The published logistic regression model improved sensitivity by 22% and PPV by 7% compared with the optimal ICD-9 count threshold, demonstrating the added value of more complex phenotyping algorithms. In a practical setting assuming 1000 patients with at least one RA ICD-9 code and a 25% prevalence, the improved performance of the logistic regression model would yield 72 additional true cases (163 vs 108, a 51% increase) while also returning slightly fewer false positives (18 vs 20) compared with using the 97% specificity ICD-9 count threshold.

The ICD-9 threshold algorithm results reflect the shortcomings of relying on only billing data for phenotype identification. This study shows that it is possible to achieve reasonable PPV (≥80%) for RA using only ICD-9 codes, but the number of ICD-9 codes required for optimal performance was much higher than the number typically used (eg, three or more codes). Moreover, the high thresholds of between 29 and 53 codes that were required for optimal PPV performance resulted in low sensitivity (eg, 36% at Northwestern). The variable performance of the ICD-9 algorithm suggests broader issues in EHR phenotype identification: individual physicians diagnose and treat with their own biases, leading to different phenotypic ‘fingerprints' in the EHR that may be unique to their institution or their personal practice. More complex algorithms utilizing more sources of information may offset some of this variability. Indeed, other publications by the authors and others have found such use of multimodal information critical to accurate phenotyping.1,3,4,7,38,39

Application of the published logistic regression model required some modifications to the original version. The original algorithm called for using the total number of ‘facts' (including billing codes, notes, and NLP-derived attributes, among other items) found in the EHR of each individual to normalize an attribute. In the context of Partners Healthcare, this choice allowed for the most comprehensive estimation of record size. We found that the number of notes, visits, and NLP-derived attributes varied among institutions based on non-patient factors (eg, what NLP system was used, what constituted a ‘note’ in the system, and the length of EHR data capture). Therefore, when applying the model at other institutions, we selected the total ICD-9 count as a normalizing metric representing record size. After this adjustment, performance of the published model was consistent with the retrained models. The change to ICD-9 normalization allowed this paper to present all necessary elements of the algorithm in the supplementary tables (available online only) in such a way that they could easily be ported to other EHR using various NLP systems.

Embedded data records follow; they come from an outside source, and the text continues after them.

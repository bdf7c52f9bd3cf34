//! Input record validation
//!
//! Jobs receive their inputs as JSON. These validators turn one record into
//! a typed `Device` or `PointDescriptor`, or explain what is wrong with it.

use std::collections::BTreeMap;
use std::net::{IpAddr, SocketAddr};

use serde_json::{Map, Value, json};

use crate::bacnet::{ObjectId, PropertyValue};
use crate::types::{Device, PointDescriptor};

/// Highest valid device instance
pub const MAX_DEVICE_INSTANCE: u64 = 4_194_302;

/// Highest routable network number
pub const MAX_NETWORK_NUMBER: u64 = 65_534;

/// Highest command priority
pub const MAX_PRIORITY: u64 = 16;

// ─────────────────────────────────────────────────────────────────────────────
// Schema Error
// ─────────────────────────────────────────────────────────────────────────────

/// Why a record failed validation
#[derive(Debug, Clone, PartialEq, Eq, thiserror::Error)]
pub enum SchemaError {
    #[error("value must be an object")]
    NotAnObject,

    #[error("\"{0}\" is required")]
    Missing(String),

    #[error("\"{field}\" {message}")]
    Invalid { field: String, message: String },
}

impl SchemaError {
    fn invalid(field: &str, message: impl Into<String>) -> Self {
        Self::Invalid {
            field: field.to_string(),
            message: message.into(),
        }
    }

    /// Error detail payload naming the offending record
    pub fn detail(&self, key: &str, record: &Value) -> Value {
        json!({ key: record, "error": self.to_string() })
    }
}

// ─────────────────────────────────────────────────────────────────────────────
// Field Readers
// ─────────────────────────────────────────────────────────────────────────────

fn as_object(record: &Value) -> Result<&Map<String, Value>, SchemaError> {
    record.as_object().ok_or(SchemaError::NotAnObject)
}

/// String field, `default` when absent
fn string_field(map: &Map<String, Value>, field: &str, default: &str) -> Result<String, SchemaError> {
    match map.get(field) {
        None => Ok(default.to_string()),
        Some(Value::String(s)) => Ok(s.clone()),
        Some(_) => Err(SchemaError::invalid(field, "must be a string")),
    }
}

/// Integer field in `0..=max`; `None` when absent or null and `nullable`
fn integer_field(
    map: &Map<String, Value>,
    field: &str,
    max: u64,
    nullable: bool,
) -> Result<Option<u64>, SchemaError> {
    let value = match map.get(field) {
        None | Some(Value::Null) if nullable => return Ok(None),
        None => return Err(SchemaError::Missing(field.to_string())),
        Some(value) => value,
    };
    let number = value
        .as_u64()
        .ok_or_else(|| SchemaError::invalid(field, "must be a non-negative integer"))?;
    if number > max {
        return Err(SchemaError::invalid(field, format!("must be less than or equal to {max}")));
    }
    Ok(Some(number))
}

fn required_integer(map: &Map<String, Value>, field: &str, max: u64) -> Result<u64, SchemaError> {
    integer_field(map, field, max, false)?.ok_or_else(|| SchemaError::Missing(field.to_string()))
}

fn validate_address(address: &str) -> bool {
    address.parse::<IpAddr>().is_ok() || address.parse::<SocketAddr>().is_ok()
}

// ─────────────────────────────────────────────────────────────────────────────
// Validators
// ─────────────────────────────────────────────────────────────────────────────

/// Validate a device record
pub fn validate_device(record: &Value) -> Result<Device, SchemaError> {
    let map = as_object(record)?;

    let address = match map.get("address") {
        None | Some(Value::Null) => return Err(SchemaError::Missing("address".to_string())),
        Some(Value::String(s)) if validate_address(s) => s.clone(),
        Some(_) => return Err(SchemaError::invalid("address", "must be a valid ip address with optional port")),
    };

    let link_address = match map.get("linkAddress") {
        None | Some(Value::Null) => None,
        Some(Value::Array(bytes)) => Some(
            bytes
                .iter()
                .map(|b| b.as_u64().filter(|b| *b <= 255).map(|b| b as u8))
                .collect::<Option<Vec<u8>>>()
                .ok_or_else(|| SchemaError::invalid("linkAddress", "must be an array of bytes"))?,
        ),
        Some(_) => return Err(SchemaError::invalid("linkAddress", "must be an array or null")),
    };

    Ok(Device {
        name: string_field(map, "deviceName", "")?,
        device_id: required_integer(map, "deviceId", MAX_DEVICE_INSTANCE)? as u32,
        network: integer_field(map, "network", MAX_NETWORK_NUMBER, true)?.map(|n| n as u16),
        address,
        link_address,
        segmentation: integer_field(map, "segmentation", u64::from(u32::MAX), true)?.map(|n| n as u32),
        max_message_size: integer_field(map, "maxMessageSize", u64::from(u32::MAX), true)?
            .map(|n| n as u32),
        vendor_id: required_integer(map, "vendorId", u64::from(u32::MAX))? as u32,
    })
}

/// Validate a point record
pub fn validate_point(record: &Value) -> Result<PointDescriptor, SchemaError> {
    let map = as_object(record)?;
    let max_u32 = u64::from(u32::MAX);

    Ok(PointDescriptor {
        device_name: string_field(map, "deviceName", "")?,
        point_name: string_field(map, "pointName", "")?,
        object_type: required_integer(map, "objectType", max_u32)? as u32,
        object_instance: required_integer(map, "objectInstance", max_u32)? as u32,
        property_id: required_integer(map, "propertyId", max_u32)? as u32,
        value_type: required_integer(map, "valueType", u64::from(u8::MAX))? as u8,
        value: map.get("value").cloned().unwrap_or_else(|| Value::String(String::new())),
        facets: string_field(map, "facets", "")?,
        priority: integer_field(map, "priority", MAX_PRIORITY, true)?.unwrap_or(0) as u8,
    })
}

/// Validate a write map of point id to number, boolean or null
pub fn validate_write_values(record: &Value) -> Result<BTreeMap<String, Value>, SchemaError> {
    let map = as_object(record)?;
    map.iter()
        .map(|(id, value)| match value {
            Value::Number(_) | Value::Bool(_) | Value::Null => Ok((id.clone(), value.clone())),
            _ => Err(SchemaError::invalid(id, "must be a number, boolean or null")),
        })
        .collect()
}

/// Validate an object-list entry
pub fn validate_object_entry(entry: &PropertyValue) -> Result<ObjectId, SchemaError> {
    entry
        .as_object_id()
        .ok_or_else(|| SchemaError::invalid("objectList", "entries must be object identifiers"))
}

The individuals from Northwestern had on average a shorter EHR follow-up time (approximately 6 years) than those individuals from Vanderbilt and Partners (approximately 9–10 years). This may explain the lower ICD-9 threshold found at Northwestern, as the average individual in their cohort had less interaction documented in the EHR. Given the demonstrated importance of count data in the logistic regression model, this could also impact performance by increasing the overlap between long-standing RA patients and those shorter-term misdiagnoses.

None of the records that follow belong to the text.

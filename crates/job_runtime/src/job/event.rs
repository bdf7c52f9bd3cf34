//! Job Events
//!
//! Each job run reports through three kinds of event: progress, output and
//! error. Events travel over an unbounded channel so that no record is lost
//! when the consumer is slower than the job.

use serde::{Deserialize, Serialize};
use tokio::sync::mpsc;

// ─────────────────────────────────────────────────────────────────────────────
// Job Error Record
// ─────────────────────────────────────────────────────────────────────────────

/// A tagged error record emitted by a job run
///
/// This is data, not a Rust error type: a single run may emit many of them
/// and still produce output.
#[derive(Debug, Clone, PartialEq, Serialize, Deserialize)]
pub struct JobError {
    /// Name of the job that emitted the record
    pub source: String,

    /// Short error kind (e.g. "Duplicated device name")
    pub kind: String,

    /// Offending values or nested error descriptions
    pub detail: serde_json::Value,
}

impl JobError {
    /// Create a new error record
    pub fn new(
        source: impl Into<String>,
        kind: impl Into<String>,
        detail: serde_json::Value,
    ) -> Self {
        Self {
            source: source.into(),
            kind: kind.into(),
            detail,
        }
    }

    /// Key in the `[source] kind` form used in human-facing logs
    pub fn key(&self) -> String {
        format!("[{}] {}", self.source, self.kind)
    }
}

impl std::fmt::Display for JobError {
    fn fmt(&self, f: &mut std::fmt::Formatter<'_>) -> std::fmt::Result {
        write!(f, "{}: {}", self.key(), self.detail)
    }
}

// ─────────────────────────────────────────────────────────────────────────────
// Job Event
// ─────────────────────────────────────────────────────────────────────────────

/// An event emitted during one job run
#[derive(Debug, Clone, PartialEq, Serialize, Deserialize)]
#[serde(tag = "event", content = "data", rename_all = "snake_case")]
pub enum JobEvent {
    /// Progress percentage, 0 to 100
    Progress(u8),

    /// Final or grouped result payload
    Output(serde_json::Value),

    /// Error record
    Error(JobError),
}

/// Collect every event currently buffered in a receiver
pub fn drain_events(rx: &mut mpsc::UnboundedReceiver<JobEvent>) -> Vec<JobEvent> {
    let mut events = Vec::new();
    while let Ok(event) = rx.try_recv() {
        events.push(event);
    }
    events
}

// ─────────────────────────────────────────────────────────────────────────────
// Event Sink
// ─────────────────────────────────────────────────────────────────────────────

/// A cloneable handle for emitting output and error events
///
/// Sub-tasks spawned by a job hold clones of the sink; only the owning
/// `JobEmitter` reports progress.
#[derive(Clone)]
pub struct EventSink {
    source: String,
    tx: mpsc::UnboundedSender<JobEvent>,
}

impl EventSink {
    /// Create a sink for an existing channel
    pub fn new(source: impl Into<String>, tx: mpsc::UnboundedSender<JobEvent>) -> Self {
        Self {
            source: source.into(),
            tx,
        }
    }

    /// Create a sink together with its receiving end
    pub fn channel(source: impl Into<String>) -> (Self, mpsc::UnboundedReceiver<JobEvent>) {
        let (tx, rx) = mpsc::unbounded_channel();
        (Self::new(source, tx), rx)
    }

    /// Name of the job this sink reports for
    pub fn source(&self) -> &str {
        &self.source
    }

    /// Send an event; a closed channel means nobody is listening any more
    pub fn emit(&self, event: JobEvent) {
        let _ = self.tx.send(event);
    }

    /// Emit an output payload
    pub fn output(&self, data: serde_json::Value) {
        self.emit(JobEvent::Output(data));
    }

    /// Emit an error record sourced from this job
    pub fn error(&self, kind: impl Into<String>, detail: serde_json::Value) {
        let error = JobError::new(self.source.clone(), kind, detail);
        tracing::debug!(job = %self.source, kind = %error.kind, "Job error emitted");
        self.emit(JobEvent::Error(error));
    }
}

// ─────────────────────────────────────────────────────────────────────────────
// Job Emitter
// ─────────────────────────────────────────────────────────────────────────────

/// Event emitter owned by a job, tracking the progress of the current run
///
/// Progress is kept non-decreasing and capped at 99 until `finish`, which
/// emits 100 exactly once per run.
pub struct JobEmitter {
    sink: EventSink,
    last_progress: Option<u8>,
    finished: bool,
}

impl JobEmitter {
    /// Create an emitter around a sink
    pub fn new(sink: EventSink) -> Self {
        Self {
            sink,
            last_progress: None,
            finished: false,
        }
    }

    /// The sink, for handing clones to sub-tasks
    pub fn sink(&self) -> &EventSink {
        &self.sink
    }

    /// Start a new run
    pub fn reset(&mut self) {
        self.last_progress = None;
        self.finished = false;
    }

    /// Report progress; values that would go backwards are dropped
    pub fn progress(&mut self, progress: u8) {
        if self.finished {
            return;
        }
        let progress = progress.min(99);
        if self.last_progress.is_some_and(|last| progress <= last) {
            return;
        }
        self.last_progress = Some(progress);
        tracing::trace!(job = %self.sink.source, progress, "Job progress");
        self.sink.emit(JobEvent::Progress(progress));
    }

    /// Report the end of the run
    pub fn finish(&mut self) {
        if self.finished {
            return;
        }
        self.finished = true;
        self.last_progress = Some(100);
        self.sink.emit(JobEvent::Progress(100));
    }

    /// Whether progress 100 has been reported for this run
    pub fn is_finished(&self) -> bool {
        self.finished
    }

    /// Emit an output payload
    pub fn output(&self, data: serde_json::Value) {
        self.sink.output(data);
    }

    /// Emit an error record
    pub fn error(&self, kind: impl Into<String>, detail: serde_json::Value) {
        self.sink.error(kind, detail);
    }
}

// ─────────────────────────────────────────────────────────────────────────────
// Tests
// ─────────────────────────────────────────────────────────────────────────────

Although different NLP systems were used to extract disease mentions at the different institutions, each method produced similar results, supporting the portability of these algorithms across NLP systems. Partners and Northwestern used regular expressions developed specifically for this task, applied via HITEx. Vanderbilt used lists of existing UMLS concepts that represented these regular expressions, without any UMLS synonym augmentation, found by means of a general purpose NLP system, KMCI. Both systems support concept identification, negation detection, and section tagging. Although the recall and precision of the NLP engines themselves were not rigorously evaluated, the similar overall performance suggests that generic UMLS NLP systems may be sufficient for good performance in at least some specific phenotype identification tasks.

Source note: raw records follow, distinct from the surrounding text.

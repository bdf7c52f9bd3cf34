//! Smart Read
//!
//! Reads many properties from one device as cheaply as the device allows.
//! ReadPropertyMultiple is tried first with batches sized from the device's
//! maximum message size; a failing batch is halved until a single request
//! still fails, at which point the next (smaller) candidate size takes over
//! from where the last successful batch ended. Whatever is left is read one
//! property at a time through the bounded task runner.

use std::collections::HashMap;
use std::sync::atomic::{AtomicBool, AtomicUsize, Ordering};

use job_runtime::{RunOptions, RunnerError, Task, run_tasks};
use serde::{Deserialize, Serialize};

use crate::bacnet::{
    AddressSpec, BacnetClient, ClientError, ObjectId, ObjectReadResult, PropertyRef,
    PropertyResult, PropertyValue, ProtocolError, ReadOptions, ReadRequest, ReadValue, property_id,
};
use crate::types::Device;

/// Batch size used when the device's maximum message size is unknown
pub const DEFAULT_BATCH_SIZE: usize = 20;

/// Estimated encoded bytes per requested property, optimistic then conservative
const BYTES_PER_PROPERTY: [u32; 2] = [17, 30];

// ─────────────────────────────────────────────────────────────────────────────
// Options
// ─────────────────────────────────────────────────────────────────────────────

/// Read strategy
#[derive(Debug, Clone, Copy, Default, PartialEq, Eq, Serialize, Deserialize)]
#[serde(rename_all = "kebab-case")]
pub enum ReadMethod {
    /// ReadProperty only
    SingleOnly,
    /// One conservative batch size, then single reads
    #[default]
    MultiFallback,
    /// Optimistic and conservative batch sizes, then single reads that
    /// tolerate individual failures
    MultiFallbackTwoTier,
}

impl ReadMethod {
    /// Whether single-read failures past the retry budget abort the read
    fn enforces_retry_budget(self) -> bool {
        !matches!(self, Self::MultiFallbackTwoTier)
    }
}

/// Tuning for one smart read
#[derive(Debug, Clone, Copy, PartialEq, Eq)]
pub struct SmartReadOptions {
    pub method: ReadMethod,
    /// Concurrency of the single-read fallback
    pub max_concurrent_single_reads: usize,
    /// Single-read failures tolerated before giving up
    pub single_read_retry_budget: usize,
}

impl Default for SmartReadOptions {
    fn default() -> Self {
        Self {
            method: ReadMethod::default(),
            max_concurrent_single_reads: 5,
            single_read_retry_budget: 5,
        }
    }
}

/// Why a smart read produced no result
#[derive(Debug, Clone, PartialEq, thiserror::Error)]
pub enum ReadError {
    #[error("Single read retry budget exhausted after {failures} failures")]
    RetryBudgetExhausted { failures: usize },

    #[error("Object list read failed: {0}")]
    ObjectList(ClientError),

    #[error(transparent)]
    Runner(#[from] RunnerError),
}

// ─────────────────────────────────────────────────────────────────────────────
// Batching
// ─────────────────────────────────────────────────────────────────────────────

/// Candidate batch sizes, largest first, for a device and method
pub fn candidate_batch_sizes(max_message_size: Option<u32>, method: ReadMethod) -> Vec<usize> {
    let Some(max) = max_message_size else {
        return vec![DEFAULT_BATCH_SIZE];
    };
    let mut sizes: Vec<usize> = BYTES_PER_PROPERTY
        .iter()
        .map(|bytes| ((max / bytes) as usize).max(1))
        .collect();
    if method == ReadMethod::MultiFallback {
        sizes.drain(..sizes.len() - 1);
    }
    sizes.dedup();
    sizes
}

/// End index of a batch starting at `start`: whole requests are added while
/// the property count stays within `batch_size`, but at least one is taken.
fn pack(requests: &[ReadRequest], start: usize, batch_size: usize) -> usize {
    let mut end = start;
    let mut count = 0;
    while end < requests.len() {
        let len = requests[end].properties.len();
        if end > start && count + len > batch_size {
            break;
        }
        count += len;
        end += 1;
    }
    end
}

// ─────────────────────────────────────────────────────────────────────────────
// Smart Read
// ─────────────────────────────────────────────────────────────────────────────

/// Read `requests` from `device`, one result row per object in first-seen order
pub async fn smart_read(
    client: &dyn BacnetClient,
    device: &Device,
    requests: &[ReadRequest],
    options: SmartReadOptions,
) -> Result<Vec<ObjectReadResult>, ReadError> {
    let address = device.address_spec();
    let mut rows = Vec::new();
    let mut resolved = 0;

    if options.method != ReadMethod::SingleOnly {
        for batch_size in candidate_batch_sizes(device.max_message_size, options.method) {
            let mut current = batch_size;
            while resolved < requests.len() {
                let end = pack(requests, resolved, current);
                match client
                    .read_property_multiple(&address, &requests[resolved..end], device.max_message_size)
                    .await
                {
                    Ok(batch) => {
                        rows.extend(batch);
                        resolved = end;
                    }
                    Err(error) if current > 1 => {
                        current /= 2;
                        tracing::debug!(device = %device.name, %error, batch_size = current, "Halving read batch");
                    }
                    Err(error) => {
                        tracing::debug!(device = %device.name, %error, batch_size, "Abandoning batch size");
                        break;
                    }
                }
            }
            if resolved == requests.len() {
                break;
            }
        }
    }

    if resolved < requests.len() {
        let remaining = &requests[resolved..];
        tracing::debug!(
            device = %device.name,
            remaining = remaining.len(),
            "Falling back to single reads"
        );
        rows.extend(single_read(client, device, &address, remaining, options).await?);
    }

    Ok(normalize(rows))
}

async fn single_read(
    client: &dyn BacnetClient,
    device: &Device,
    address: &AddressSpec,
    requests: &[ReadRequest],
    options: SmartReadOptions,
) -> Result<Vec<ObjectReadResult>, ReadError> {
    let failures = AtomicUsize::new(0);
    let exhausted = AtomicBool::new(false);
    let budget = options.single_read_retry_budget.max(1);
    let enforce = options.method.enforces_retry_budget();

    // Ids are positional: two requests may name the same object and property
    let mut tasks = Vec::new();
    for (request_index, request) in requests.iter().enumerate() {
        for (property_index, property) in request.properties.iter().enumerate() {
            let object = request.object;
            let property = *property;
            let (failures, exhausted) = (&failures, &exhausted);
            tasks.push(Task::new(format!("{request_index}-{property_index}"), async move {
                if exhausted.load(Ordering::SeqCst) {
                    return Err(ClientError::Abort("retry budget exhausted".to_string()));
                }
                let read_options = ReadOptions {
                    max_message_size: device.max_message_size,
                    array_index: property.index,
                };
                match client.read_property(address, object, property.id, read_options).await {
                    Ok(result) => Ok((object, fill_missing(property, result))),
                    Err(error) => {
                        // Reads still in flight once the budget is spent are not counted
                        let counted = failures.fetch_update(Ordering::SeqCst, Ordering::SeqCst, |n| {
                            (!enforce || n < budget).then_some(n + 1)
                        });
                        if enforce && counted.is_ok_and(|previous| previous + 1 >= budget) {
                            exhausted.store(true, Ordering::SeqCst);
                        }
                        Err(error)
                    }
                }
            }));
        }
    }

    let outcomes = run_tasks(
        tasks,
        RunOptions::new(options.max_concurrent_single_reads),
        |_| {},
    )
    .await?;

    if exhausted.load(Ordering::SeqCst) {
        return Err(ReadError::RetryBudgetExhausted {
            failures: failures.load(Ordering::SeqCst),
        });
    }

    let mut rows = Vec::new();
    for outcome in outcomes {
        match outcome.result {
            Ok((object, result)) => {
                let mut row = ObjectReadResult::new(object);
                row.values.push(result);
                rows.push(row);
            }
            Err(error) => {
                tracing::debug!(device = %device.name, read = %outcome.id, %error, "Single read failed");
            }
        }
    }
    Ok(rows)
}

/// Absent values read as an unknown-object error
fn fill_missing(property: PropertyRef, result: PropertyResult) -> PropertyResult {
    match &result.value {
        ReadValue::Values(values) if values.is_empty() => {
            PropertyResult::new(property, ReadValue::Error(ProtocolError::unknown_object()))
        }
        _ => PropertyResult {
            property_id: property.id,
            array_index: property.index,
            value: result.value,
        },
    }
}

/// Merge rows for the same object, keeping first-seen order
fn normalize(rows: Vec<ObjectReadResult>) -> Vec<ObjectReadResult> {
    let mut merged: Vec<ObjectReadResult> = Vec::new();
    let mut index: HashMap<ObjectId, usize> = HashMap::new();
    for row in rows {
        match index.get(&row.object) {
            Some(&i) => merged[i].values.extend(row.values),
            None => {
                index.insert(row.object, merged.len());
                merged.push(row);
            }
        }
    }
    merged
}

// ─────────────────────────────────────────────────────────────────────────────
// Object List
// ─────────────────────────────────────────────────────────────────────────────

/// Read a device's object list
///
/// The whole list is requested with ReadPropertyMultiple first. Devices that
/// cannot return it in one message are walked element by element from index
/// 1 until an element comes back invalid.
pub async fn read_object_list(
    client: &dyn BacnetClient,
    device: &Device,
) -> Result<Vec<PropertyValue>, ReadError> {
    let address = device.address_spec();
    let request = [ReadRequest::new(device.object(), [property_id::OBJECT_LIST])];

    match client
        .read_property_multiple(&address, &request, device.max_message_size)
        .await
    {
        Ok(rows) => {
            let list = rows
                .iter()
                .filter_map(|row| row.property(property_id::OBJECT_LIST))
                .flat_map(|value| value.values().iter().cloned())
                .collect::<Vec<_>>();
            if !list.is_empty() {
                return Ok(list);
            }
        }
        Err(error) => {
            tracing::debug!(device = %device.name, %error, "Object list multi read failed, walking by index");
        }
    }

    let mut list = Vec::new();
    for index in 1u32.. {
        let options = ReadOptions {
            max_message_size: device.max_message_size,
            array_index: Some(index),
        };
        let result = client
            .read_property(&address, device.object(), property_id::OBJECT_LIST, options)
            .await;
        match result {
            Ok(result) => match result.value.first() {
                Some(value) if !value.is_null() => list.push(value.clone()),
                _ => break,
            },
            Err(error) if index == 1 => return Err(ReadError::ObjectList(error)),
            Err(_) => break,
        }
    }
    Ok(list)
}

Different medication retrieval systems were used by each site, but each performed well. Partners and Northwestern used codified data reported by their EHR in addition to NLP-derived data from their patient records. Vanderbilt used NLP to retrieve medications from both prescribing tools and patient records. Using an approach that captures both codified and NLP information from the EHR can improve performance by capturing orders not entered electronically or from outside providers. However, NLP methods are more likely to misinterpret a medication as being prescribed that may have been mentioned in another context. One example of a misinterpretation would be a medication listed under known allergies, and another is a hypothetical statement, for example, ‘Discussed starting methotrexate’ in a patient note. To minimize these false positives, we required the presence of dosing attributes in the MedEx-derived medication mentions. It is interesting to note that the medications attributes were not selected when the model was retrained with Vanderbilt data. Although the lasso coefficient reduction method did not select the medication attributes, there was a significant univariate association (p<10−9) between each drug category and RA status. Further investigation revealed that the medication data were largely collinear with the RA ICD-9 count.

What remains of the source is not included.